### [WHAT THE TASK REQUIRES]
Print each entry exactly, all the way through.

### [DATASET]
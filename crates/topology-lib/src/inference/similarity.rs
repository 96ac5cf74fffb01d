//! All-pairs similarity of loss fingerprints
//!
//! Each pair of fingerprints is truncated to the shorter length and compared
//! with the Pearson coefficient. Pairs with too little overlap, or whose
//! coefficient is undefined, get exactly 0.0.

use crate::fingerprint::Fingerprints;
use crate::models::CellId;
use crate::stats::pearson;
use serde::Serialize;

/// Minimum overlapping samples before a correlation is trusted
pub const MIN_OVERLAP_SAMPLES: usize = 5;

/// Square similarity matrix labelled by cell identifier
#[derive(Debug, Clone, PartialEq, Serialize)]
pub struct SimilarityMatrix {
    cells: Vec<CellId>,
    values: Vec<Vec<f64>>,
}

impl SimilarityMatrix {
    pub fn cells(&self) -> &[CellId] {
        &self.cells
    }

    pub fn len(&self) -> usize {
        self.cells.len()
    }

    pub fn is_empty(&self) -> bool {
        self.cells.is_empty()
    }

    /// Entry at row `i`, column `j`
    pub fn at(&self, i: usize, j: usize) -> f64 {
        self.values[i][j]
    }

    pub fn row(&self, i: usize) -> &[f64] {
        &self.values[i]
    }

    pub fn index_of(&self, cell: &str) -> Option<usize> {
        self.cells.iter().position(|c| c == cell)
    }

    /// Entry for a pair of cells, if both are present
    pub fn get(&self, a: &str, b: &str) -> Option<f64> {
        Some(self.at(self.index_of(a)?, self.index_of(b)?))
    }

    /// Largest absolute difference between `m[i][j]` and `m[j][i]`
    pub fn max_asymmetry(&self) -> f64 {
        let n = self.len();
        let mut worst: f64 = 0.0;
        for i in 0..n {
            for j in (i + 1)..n {
                worst = worst.max((self.values[i][j] - self.values[j][i]).abs());
            }
        }
        worst
    }
}

/// Computes similarity matrices
#[derive(Debug, Clone)]
pub struct SimilarityEngine {
    min_overlap: usize,
}

impl SimilarityEngine {
    pub fn new() -> Self {
        Self {
            min_overlap: MIN_OVERLAP_SAMPLES,
        }
    }

    /// Override the minimum overlap (values below 2 are raised to 2)
    pub fn with_min_overlap(min_overlap: usize) -> Self {
        Self {
            min_overlap: min_overlap.max(2),
        }
    }

    /// Compute the full matrix, rows and columns in fingerprint order
    ///
    /// Self-pairs go through the same rules as any other pair: a diagonal
    /// entry is 1.0 only when the fingerprint has enough samples and
    /// non-zero variance, otherwise 0.0.
    pub fn compute(&self, fingerprints: &Fingerprints) -> SimilarityMatrix {
        let n = fingerprints.len();
        let mut values = vec![vec![0.0; n]; n];

        for (i, row) in values.iter_mut().enumerate() {
            let a = fingerprints.series_at(i);
            for (j, entry) in row.iter_mut().enumerate() {
                *entry = self.pair(a, fingerprints.series_at(j));
            }
        }

        SimilarityMatrix {
            cells: fingerprints.cells().to_vec(),
            values,
        }
    }

    /// Similarity of one pair after truncation to the common length
    pub fn pair(&self, a: &[f64], b: &[f64]) -> f64 {
        let overlap = a.len().min(b.len());
        if overlap < self.min_overlap {
            return 0.0;
        }
        pearson(&a[..overlap], &b[..overlap]).unwrap_or(0.0)
    }
}

impl Default for SimilarityEngine {
    fn default() -> Self {
        Self::new()
    }
}

#[cfg(test)]
mod tests {
    use super::*;

    fn fingerprints(pairs: Vec<(&str, Vec<f64>)>) -> Fingerprints {
        Fingerprints::from_pairs(pairs)
    }

    #[test]
    fn test_identical_series_correlate_fully() {
        let series = vec![0.0, 1.0, 0.0, 1.0, 1.0, 0.0, 0.0, 1.0, 0.0, 1.0];
        let fp = fingerprints(vec![("1", series.clone()), ("2", series)]);
        let matrix = SimilarityEngine::new().compute(&fp);
        assert!((matrix.get("1", "2").unwrap() - 1.0).abs() < 1e-12);
        assert!((matrix.at(0, 0) - 1.0).abs() < 1e-12);
    }

    #[test]
    fn test_short_overlap_forced_to_zero() {
        // Identical prefixes, but only four overlapping samples
        let fp = fingerprints(vec![
            ("1", vec![0.0, 1.0, 0.0, 1.0]),
            ("2", vec![0.0, 1.0, 0.0, 1.0, 1.0, 0.0]),
        ]);
        let matrix = SimilarityEngine::new().compute(&fp);
        assert_eq!(matrix.at(0, 1), 0.0);
        assert_eq!(matrix.at(1, 0), 0.0);
        // Self-pair of the short series also falls under the overlap rule
        assert_eq!(matrix.at(0, 0), 0.0);
        assert!((matrix.at(1, 1) - 1.0).abs() < 1e-12);
    }

    #[test]
    fn test_truncates_to_shorter_series() {
        let fp = fingerprints(vec![
            ("1", vec![0.0, 1.0, 0.0, 1.0, 0.0]),
            ("2", vec![0.0, 1.0, 0.0, 1.0, 0.0, 1.0, 1.0, 1.0]),
        ]);
        let matrix = SimilarityEngine::new().compute(&fp);
        assert!((matrix.at(0, 1) - 1.0).abs() < 1e-12);
    }

    #[test]
    fn test_constant_series_forced_to_zero() {
        let fp = fingerprints(vec![
            ("1", vec![1.0; 8]),
            ("2", vec![0.0, 1.0, 0.0, 1.0, 0.0, 1.0, 0.0, 1.0]),
        ]);
        let matrix = SimilarityEngine::new().compute(&fp);
        assert_eq!(matrix.at(0, 1), 0.0);
        assert_eq!(matrix.at(0, 0), 0.0);
        assert!(matrix.at(0, 1).is_finite());
    }

    #[test]
    fn test_empty_fingerprint_rows_are_zero() {
        let fp = fingerprints(vec![("1", vec![]), ("2", vec![0.0, 1.0, 0.0, 1.0, 1.0])]);
        let matrix = SimilarityEngine::new().compute(&fp);
        assert_eq!(matrix.row(0), &[0.0, 0.0]);
    }

    #[test]
    fn test_matrix_is_symmetric_and_ordered() {
        let fp = fingerprints(vec![
            ("9", vec![0.0, 0.2, 0.9, 0.1, 0.5, 0.7]),
            ("3", vec![0.3, 0.1, 0.8, 0.0, 0.6, 0.2]),
            ("5", vec![1.0, 0.0, 0.4, 0.4, 0.9, 0.1]),
        ]);
        let matrix = SimilarityEngine::new().compute(&fp);
        assert_eq!(matrix.cells(), &["9", "3", "5"]);
        assert!(matrix.max_asymmetry() < 1e-12);
        for i in 0..3 {
            for j in 0..3 {
                let v = matrix.at(i, j);
                assert!((-1.0..=1.0).contains(&v), "entry {} out of range", v);
            }
        }
    }
}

### [EXERCISE RESPONSE]
filename crates/topology-lib/src/inference/similarity.rs
repository 96ac5cf74fffb01d
//! All-pairs similarity of loss fingerprints
//!
//! Each pair of fingerprints is truncated to the shorter length and compared
//! with the Pearson coefficient. Pairs with too little overlap, or whose
//! coefficient is undefined, get exactly 0.0.

use crate::fingerprint::Fingerprints;
use crate::models::CellId;
use crate::stats::pearson;
use serde::Serialize;

/// Minimum overlapping samples before a correlation is trusted
pub const MIN_OVERLAP_SAMPLES: usize = 5;

/// Square similarity matrix labelled by cell identifier
#[derive(Debug, Clone, PartialEq, Serialize)]
pub struct SimilarityMatrix {
    cells: Vec<CellId>,
    values: Vec<Vec<f64>>,
}

impl SimilarityMatrix {
    pub fn cells(&self) -> &[CellId] {
        &self.cells
    }

    pub fn len(&self) -> usize {
        self.cells.len()
    }

    pub fn is_empty(&self) -> bool {
        self.cells.is_empty()
    }

    /// Entry at row `i`, column `j`
    pub fn at(&self, i: usize, j: usize) -> f64 {
        self.values[i][j]
    }

    pub fn row(&self, i: usize) -> &[f64] {
        &self.values[i]
    }

    pub fn index_of(&self, cell: &str) -> Option<usize> {
        self.cells.iter().position(|c| c == cell)
    }

    /// Entry for a pair of cells, if both are present
    pub fn get(&self, a: &str, b: &str) -> Option<f64> {
        Some(self.at(self.index_of(a)?, self.index_of(b)?))
    }

    /// Largest absolute difference between `m[i][j]` and `m[j][i]`
    pub fn max_asymmetry(&self) -> f64 {
        let n = self.len();
        let mut worst: f64 = 0.0;
        for i in 0..n {
            for j in (i + 1)..n {
                worst = worst.max((self.values[i][j] - self.values[j][i]).abs());
            }
        }
        worst
    }
}

/// Computes similarity matrices
#[derive(Debug, Clone)]
pub struct SimilarityEngine {
    min_overlap: usize,
}

impl SimilarityEngine {
    pub fn new() -> Self {
        Self {
            min_overlap: MIN_OVERLAP_SAMPLES,
        }
    }

    /// Override the minimum overlap (values below 2 are raised to 2)
    pub fn with_min_overlap(min_overlap: usize) -> Self {
        Self {
            min_overlap: min_overlap.max(2),
        }
    }

    /// Compute the full matrix, rows and columns in fingerprint order
    ///
    /// Self-pairs go through the same rules as any other pair: a diagonal
    /// entry is 1.0 only when the fingerprint has enough samples and
    /// non-zero variance, otherwise 0.0.
    pub fn compute(&self, fingerprints: &Fingerprints) -> SimilarityMatrix {
        let n = fingerprints.len();
        let mut values = vec![vec![0.0; n]; n];

        for (i, row) in values.iter_mut().enumerate() {
            let a = fingerprints.series_at(i);
            for (j, entry) in row.iter_mut().enumerate() {
                *entry = self.pair(a, fingerprints.series_at(j));
            }
        }

        SimilarityMatrix {
            cells: fingerprints.cells().to_vec(),
            values,
        }
    }

    /// Similarity of one pair after truncation to the common length
    pub fn pair(&self, a: &[f64], b: &[f64]) -> f64 {
        let overlap = a.len().min(b.len());
        if overlap < self.min_overlap {
            return 0.0;
        }
        pearson(&a[..overlap], &b[..overlap]).unwrap_or(0.0)
    }
}

impl Default for SimilarityEngine {
    fn default() -> Self {
        Self::new()
    }
}

#[cfg(test)]
mod tests {
    use super::*;

    fn fingerprints(pairs: Vec<(&str, Vec<f64>)>) -> Fingerprints {
        Fingerprints::from_pairs(pairs)
    }

    #[test]
    fn test_identical_series_correlate_fully() {
        let series = vec![0.0, 1.0, 0.0, 1.0, 1.0, 0.0, 0.0, 1.0, 0.0, 1.0];
        let fp = fingerprints(vec![("1", series.clone()), ("2", series)]);
        let matrix = SimilarityEngine::new().compute(&fp);
        assert!((matrix.get("1", "2").unwrap() - 1.0).abs() < 1e-12);
        assert!((matrix.at(0, 0) - 1.0).abs() < 1e-12);
    }

    #[test]
    fn test_short_overlap_forced_to_zero() {
        // Identical prefixes, but only four overlapping samples
        let fp = fingerprints(vec![
            ("1", vec![0.0, 1.0, 0.0, 1.0]),
            ("2", vec![0.0, 1.0, 0.0, 1.0, 1.0, 0.0]),
        ]);
        let matrix = SimilarityEngine::new().compute(&fp);
        assert_eq!(matrix.at(0, 1), 0.0);
        assert_eq!(matrix.at(1, 0), 0.0);
        // Self-pair of the short series also falls under the overlap rule
        assert_eq!(matrix.at(0, 0), 0.0);
        assert!((matrix.at(1, 1) - 1.0).abs() < 1e-12);
    }

    #[test]
    fn test_truncates_to_shorter_series() {
        let fp = fingerprints(vec![
            ("1", vec![0.0, 1.0, 0.0, 1.0, 0.0]),
            ("2", vec![0.0, 1.0, 0.0, 1.0, 0.0, 1.0, 1.0, 1.0]),
        ]);
        let matrix = SimilarityEngine::new().compute(&fp);
        assert!((matrix.at(0, 1) - 1.0).abs() < 1e-12);
    }

    #[test]
    fn test_constant_series_forced_to_zero() {
        let fp = fingerprints(vec![
            ("1", vec![1.0; 8]),
            ("2", vec![0.0, 1.0, 0.0, 1.0, 0.0, 1.0, 0.0, 1.0]),
        ]);
        let matrix = SimilarityEngine::new().compute(&fp);
        assert_eq!(matrix.at(0, 1), 0.0);
        assert_eq!(matrix.at(0, 0), 0.0);
        assert!(matrix.at(0, 1).is_finite());
    }

    #[test]
    fn test_empty_fingerprint_rows_are_zero() {
        let fp = fingerprints(vec![("1", vec![]), ("2", vec![0.0, 1.0, 0.0, 1.0, 1.0])]);
        let matrix = SimilarityEngine::new().compute(&fp);
        assert_eq!(matrix.row(0), &[0.0, 0.0]);
    }

    #[test]
    fn test_matrix_is_symmetric_and_ordered() {
        let fp = fingerprints(vec![
            ("9", vec![0.0, 0.2, 0.9, 0.1, 0.5, 0.7]),
            ("3", vec![0.3, 0.1, 0.8, 0.0, 0.6, 0.2]),
            ("5", vec![1.0, 0.0, 0.4, 0.4, 0.9, 0.1]),
        ]);
        let matrix = SimilarityEngine::new().compute(&fp);
        assert_eq!(matrix.cells(), &["9", "3", "5"]);
        assert!(matrix.max_asymmetry() < 1e-12);
        for i in 0..3 {
            for j in 0..3 {
                let v = matrix.at(i, j);
                assert!((-1.0..=1.0).contains(&v), "entry {} out of range", v);
            }
        }
    }
}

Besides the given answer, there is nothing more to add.